Effect of MuLV-related genes on plasmacytomagenesis in BALB/c mice.

Abstract

The role of spreading somatic cell infections with ecotropic MuLV viruses in the induction of plasmacytomas in BALB/cAN pi mice was determined by constructing congenic mice that lacked the gene locus Cv that codes for ecotropic virus. DBA/2 mice that lack Cv on chromosome (chr) 5 carry a closely linked gene Rmcfr that determines resistance to infection with mink cell focus-forming viruses (MCF). Rmcfr was retrogressively back-crossed onto BALB/c for six successive generations to produce N6 mice. N6 mice were mated to each other to produce BALB/c.DBA/2 Rmvfr/Rmcfr homozygotes. This stock of mice lacked Cv, as demonstrated by DNA hybridization and were as fully susceptible to developing plasmacytomas as the parental BALB/c.
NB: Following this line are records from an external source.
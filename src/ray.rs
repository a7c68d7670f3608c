use crate::error::Result;
use crate::vec3::{Color, Vec3};

/// A ray plus the result of tracing it. The direction is normalized once here
/// and left alone afterwards.
#[derive(Clone, Copy, Debug)]
pub struct Ray {
    pub origin: Vec3,
    pub direction: Vec3,
    pub hit: bool,
    /// Distance to the nearest sphere, `None` if no sphere was hit.
    pub distance: Option<f64>,
    pub color: Color,
}

impl Ray {
    pub fn new(origin: Vec3, direction: Vec3) -> Result<Self> {
        Ok(Self {
            origin,
            direction: direction.normalize()?,
            hit: false,
            distance: None,
            color: Color::ZERO,
        })
    }

    pub fn at(&self, t: f64) -> Vec3 {
        self.origin + t * self.direction
    }
}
A second congenic stock BALB/c.DBA/2 Rmcfr/Rmcfr Fv-1n/Fv-1n was also developed, but the mice of this stock showed a reduced incidence of plasmacytomas, as did BALB/c.DBA/2 Fv-1n/Fv-1n mice. These findings indicated Fv-1 or a gene closely linked to it conferred partial resistance to plasmacytomagenesis. In constructing the BALB/c.DBA/2 Fv-1n/Fv-1n stock, a "control" congenic BALB/c.DBA/2 Fv-1b/Fv-1b was also developed at N6. Surprisingly, this stock carried the Qa2+ trait. These mice were also partially resistant to plasmacytomagenesis, suggesting a gene on chromosome 17 (the location of Qa2) or a gene located elsewhere that regulates Qa2 expression is linked to a gene controlling partial resistance to plasmacytoma development.